Loses Mosaik

Gerd R. Ueberschär und seine Autoren schaffen es nicht in ihrem „Handbuch zum Widerstand gegen Nationalsozialismus und Faschismus in Europa“ ein zusammenhängendes Panorama zu skizzieren

Von Klaus-Jürgen BremmRSS-Newsfeed neuer Artikel von Klaus-Jürgen Bremm

Besprochene Bücher / Literaturhinweise

In den zwölf Jahren der nationalsozialistischen Diktatur scheint der Widerstand gegen Adolf Hitler und sein mörderisches System ein Randphänomen gewesen zu sein. An diesem ernüchternden Befund vermag auch die deutlich veränderte Wahrnehmung des Themas in den vergangenen 30 Jahren nichts zu ändern. Die Befreiung der meisten besetzten Länder erfolgte erst durch die alliierten Armeen und allenfalls in der letzten Kriegsphase spielten Partisanen hinter den Fronten eine ins Gewicht fallende Rolle. Dass sich außer in Polen und Serbien nirgendwo im besetzten Europa schlagkräftige Oppositionsbewegungen bilden konnten, hatte nicht nur mit den politischen Differenzen unter den Gegnern des Nationalsozialismus zu tun, sondern auch mit Hitlers handstreichartigem Vorgehen bei der Besetzung der Nachbarländer. Von 1938 bis 1942 wiederholte der Diktator auf der außenpolitischen Bühne, was er seit 1933 schon im Reich praktiziert hatte: Die Übernahme der Macht erfolgte jedes Mal so schnell und scheinbar so total, dass seinen Gegnern kaum Zeit blieb, wirksamen Widerstand zu organisieren. Regimegegner oder später Nationalisten wurden schlicht, wie in Österreich oder der Tschechoslowakei, vom Nationalsozialismus und von der Wehrmacht überrollt.

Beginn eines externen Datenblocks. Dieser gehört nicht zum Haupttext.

use std::io::Cursor;

use byteorder::{LittleEndian, ReadBytesExt, WriteBytesExt};

use super::type_id::TypeId;

/// A single column value. Serialization is little-endian throughout:
/// integers are 4-byte two's-complement, floats IEEE-754 single precision,
/// booleans one byte, varchars a 4-byte length prefix followed by UTF-8
/// bytes with no terminator.
#[derive(Debug, Clone, PartialEq)]
pub enum Value {
    Integer(i32),
    Float(f32),
    Varchar(String),
    Boolean(bool),
}

impl Value {
    pub fn type_id(&self) -> TypeId {
        match self {
            Value::Integer(_) => TypeId::Integer,
            Value::Float(_) => TypeId::Float,
            Value::Varchar(_) => TypeId::Varchar,
            Value::Boolean(_) => TypeId::Boolean,
        }
    }

    /// Serialized width. For a varchar this is the payload length, prefix
    /// included; tuple offsets only stay consistent under that definition.
    pub fn size(&self) -> u32 {
        match self {
            Value::Integer(_) => 4,
            Value::Float(_) => 4,
            Value::Boolean(_) => 1,
            Value::Varchar(s) => 4 + s.len() as u32,
        }
    }

    pub fn serialize(&self) -> Vec<u8> {
        let mut buffer = Vec::with_capacity(self.size() as usize);
        match self {
            Value::Integer(v) => {
                buffer
                    .write_i32::<LittleEndian>(*v)
                    .expect("write to Vec cannot fail");
            }
            Value::Float(v) => {
                buffer
                    .write_f32::<LittleEndian>(*v)
                    .expect("write to Vec cannot fail");
            }
            Value::Boolean(v) => {
                buffer.write_u8(*v as u8).expect("write to Vec cannot fail");
            }
            Value::Varchar(s) => {
                buffer
                    .write_u32::<LittleEndian>(s.len() as u32)
                    .expect("write to Vec cannot fail");
                buffer.extend_from_slice(s.as_bytes());
            }
        }
        buffer
    }

    /// Decodes a value of `type_id` from the head of `data`. The slice may
    /// extend past the value; trailing bytes are ignored.
    pub fn deserialize(data: &[u8], type_id: TypeId) -> Value {
        let mut cursor = Cursor::new(data);
        match type_id {
            TypeId::Integer => Value::Integer(
                cursor
                    .read_i32::<LittleEndian>()
                    .expect("integer value truncated"),
            ),
            TypeId::Float => Value::Float(
                cursor
                    .read_f32::<LittleEndian>()
                    .expect("float value truncated"),
            ),
            TypeId::Boolean => Value::Boolean(cursor.read_u8().expect("boolean value truncated") != 0),
            TypeId::Varchar => {
                let len = cursor
                    .read_u32::<LittleEndian>()
                    .expect("varchar length truncated") as usize;
                let start = cursor.position() as usize;
                let raw = &data[start..start + len];
                Value::Varchar(String::from_utf8(raw.to_vec()).expect("varchar is not UTF-8"))
            }
        }
    }

    pub fn as_integer(&self) -> Option<i32> {
        match self {
            Value::Integer(v) => Some(*v),
            _ => None,
        }
    }

    pub fn as_float(&self) -> Option<f32> {
        match self {
            Value::Float(v) => Some(*v),
            _ => None,
        }
    }

    pub fn as_varchar(&self) -> Option<&str> {
        match self {
            Value::Varchar(s) => Some(s),
            _ => None,
        }
    }

    pub fn as_boolean(&self) -> Option<bool> {
        match self {
            Value::Boolean(v) => Some(*v),
            _ => None,
        }
    }
}
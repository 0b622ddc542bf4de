use crate::db_types::TypeId;

/// One column of a schema. `offset` is where the column's fixed slot lives
/// inside a tuple; for an unlined (variable-length) column that slot holds a
/// 4-byte pointer into the tuple tail, so `fixed_length` is 4 there.
#[derive(Debug, Clone)]
pub struct Column {
    name: String,
    column_type: TypeId,
    is_inlined: bool,
    fixed_length: u32,
    offset: u32,
}

impl Column {
    // Pointer slot width for unlined columns.
    const UNLINED_SLOT: u32 = 4;

    pub fn new(name: impl Into<String>, column_type: TypeId) -> Self {
        let fixed_length = match column_type.fixed_size() {
            Some(size) => size,
            None => Self::UNLINED_SLOT,
        };

        Self {
            name: name.into(),
            column_type,
            is_inlined: column_type.is_inlined(),
            fixed_length,
            offset: 0,
        }
    }

    pub fn name(&self) -> &str {
        &self.name
    }

    pub fn get_type(&self) -> TypeId {
        self.column_type
    }

    pub fn is_inlined(&self) -> bool {
        self.is_inlined
    }

    pub fn fixed_length(&self) -> u32 {
        self.fixed_length
    }

    pub fn offset(&self) -> u32 {
        self.offset
    }
}

/// Ordered column layout for a tuple. Offsets are assigned at construction
/// in declaration order; `length` is the width of the fixed portion only.
#[derive(Debug, Clone)]
pub struct Schema {
    columns: Vec<Column>,
    length: u32,
    unlined_columns: Vec<u32>,
}

impl Schema {
    pub fn new(mut columns: Vec<Column>) -> Self {
        let mut offset = 0u32;
        let mut unlined_columns = Vec::new();

        for (idx, column) in columns.iter_mut().enumerate() {
            column.offset = offset;
            offset += column.fixed_length;

            if !column.is_inlined {
                unlined_columns.push(idx as u32);
            }
        }

        Self {
            columns,
            length: offset,
            unlined_columns,
        }
    }

    /// Width of the fixed portion of a tuple under this schema.
    pub fn length(&self) -> u32 {
        self.length
    }

    pub fn column_count(&self) -> u32 {
        self.columns.len() as u32
    }

    pub fn get_column(&self, idx: u32) -> &Column {
        &self.columns[idx as usize]
    }

    pub fn get_unlined_columns(&self) -> &[u32] {
        &self.unlined_columns
    }

    pub fn get_col_idx(&self, name: &str) -> Option<u32> {
        self.columns
            .iter()
            .position(|col| col.name == name)
            .map(|idx| idx as u32)
    }
}
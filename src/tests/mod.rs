mod clock_replacer_test;
mod tuple_test;
use std::sync::{
    atomic::{AtomicU32, Ordering},
    Arc, Mutex,
};

use bytes::BufMut;
use tracing::debug;

use crate::storage::disk::manager::Manager;

pub type Lsn = u32;

pub const INVALID_LSN: Lsn = Lsn::MAX;

struct LogBuffer {
    buf: Vec<u8>,
    last_lsn: Option<Lsn>,
}

/// Buffers log records in memory and flushes them through the disk pager on
/// demand. The buffer pool calls `flush` before writing any dirty page, so
/// a record is always durable before the data it describes.
///
/// Record framing: `total_len: u32 | lsn: u32 | payload | crc32(lsn, payload)`,
/// all little-endian; `total_len` counts everything after itself.
pub struct LogManager {
    disk: Arc<Manager>,
    buffer: Mutex<LogBuffer>,
    next_lsn: AtomicU32,
    // INVALID_LSN until the first flush lands.
    persistent_lsn: AtomicU32,
}

impl LogManager {
    pub fn new(disk: Arc<Manager>) -> Self {
        Self {
            disk,
            buffer: Mutex::new(LogBuffer {
                buf: Vec::new(),
                last_lsn: None,
            }),
            next_lsn: AtomicU32::new(0),
            persistent_lsn: AtomicU32::new(INVALID_LSN),
        }
    }

    /// Frames `payload` as a record, appends it to the in-memory buffer and
    /// returns its sequence number. Nothing touches disk until `flush`.
    pub fn append_record(&self, payload: &[u8]) -> Lsn {
        let mut buffer = self.buffer.lock().unwrap();
        let lsn = self.next_lsn.fetch_add(1, Ordering::Relaxed);

        let mut hasher = crc32fast::Hasher::new();
        hasher.update(&lsn.to_le_bytes());
        hasher.update(payload);
        let checksum = hasher.finalize();

        let total_len = (4 + payload.len() + 4) as u32;
        buffer.buf.put_u32_le(total_len);
        buffer.buf.put_u32_le(lsn);
        buffer.buf.put_slice(payload);
        buffer.buf.put_u32_le(checksum);
        buffer.last_lsn = Some(lsn);

        lsn
    }

    /// Writes all buffered records to the log file and fsyncs (inside the
    /// pager) before returning. Serial with other flushes.
    pub fn flush(&self) {
        let mut buffer = self.buffer.lock().unwrap();
        if buffer.buf.is_empty() {
            return;
        }

        self.disk.write_log(&buffer.buf);
        if let Some(lsn) = buffer.last_lsn {
            self.persistent_lsn.store(lsn, Ordering::Release);
        }

        debug!(
            bytes = buffer.buf.len(),
            last_lsn = ?buffer.last_lsn,
            "log buffer flushed"
        );
        buffer.buf.clear();
    }

    pub fn next_lsn(&self) -> Lsn {
        self.next_lsn.load(Ordering::Relaxed)
    }

    /// Highest sequence number known durable, or `None` before any flush.
    pub fn persistent_lsn(&self) -> Option<Lsn> {
        match self.persistent_lsn.load(Ordering::Acquire) {
            INVALID_LSN => None,
            lsn => Some(lsn),
        }
    }
}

Ein einheitliches Muster des Widerstandes in Europa lässt sich ohnehin, so der Herausgeber des Bandes, der Freiburger Historiker Gerd R. Ueberschär, nicht aufzeigen. Zu unterschiedlich waren die historischen Voraussetzungen und politischen Frontstellungen in den verschiedenen besetzten Gebieten, auch die jeweiligen Besatzungsbehörden agierten mit wechselndem Geschick. So verschaffte gerade die rabiate Zwangsarbeiteraushebung für die deutsche Rüstungsindustrie der französischen Résistance und der Partisanenbewegung in der Sowjetunion erheblichen Zulauf, während etwa in Griechenland – wo die Deutschen zusammen mit Italienern und Bulgaren als Okkupationsmacht auftraten – durch maßlos übertriebene Repressalien eine durchaus kollaborationswillige Bevölkerung in den Widerstand getrieben wurde.

Der Herausgeber hat nun versucht, mit einer politisch-geografischen Gliederung des europäischen Widerstandes das erstmals in diesem Umfang gestellte vielschichtige Thema zu strukturieren. So sind in einem ersten von insgesamt fünf Kapiteln die Gebiete der „Achsenmächte“ Deutschland und Italien zusammengefasst, dem sich jeweils Abschnitte über die seit 1940 besetzten Staaten in Nord- und Westeuropa sowie in Ostmittel- und Osteuropa anschließen. Hierbei ragt eindeutig der Widerstand in Polen hervor. Trotz der brutalen Terrorherrschaft der Deutschen und der dreifachen Teilung des Landes gelang es hier sogar, eine Art Untergrundstaat aufzubauen, der außer den bewaffneten Kräften der Armia Krajova auch Schulen unterhielt und andere soziale Funktionen erfüllte.

Im vierten Abschnitt über den Balkan und Südosteuropa befassen sich gleich drei Beiträge mit dem Widerstand in Jugoslawien, dem es schließlich als einzigem besetztem Land gelang, sich trotz zweier einander erbittert bekämpfender Gruppierungen (Dragoljub Draža Mihailovics nationalistische Cetniks und Josip  Broz Titos Volksbefreiungsbewegung) aus eigener Kraft vom Nationalsozialismus zu befreien. Auch dem Widerstand in der Emigration ist ein ganzer Abschnitt gewidmet, wobei sich jeweils ein Aufsatz den Exilanten im Westen sowie in der Sowjetunion widmet.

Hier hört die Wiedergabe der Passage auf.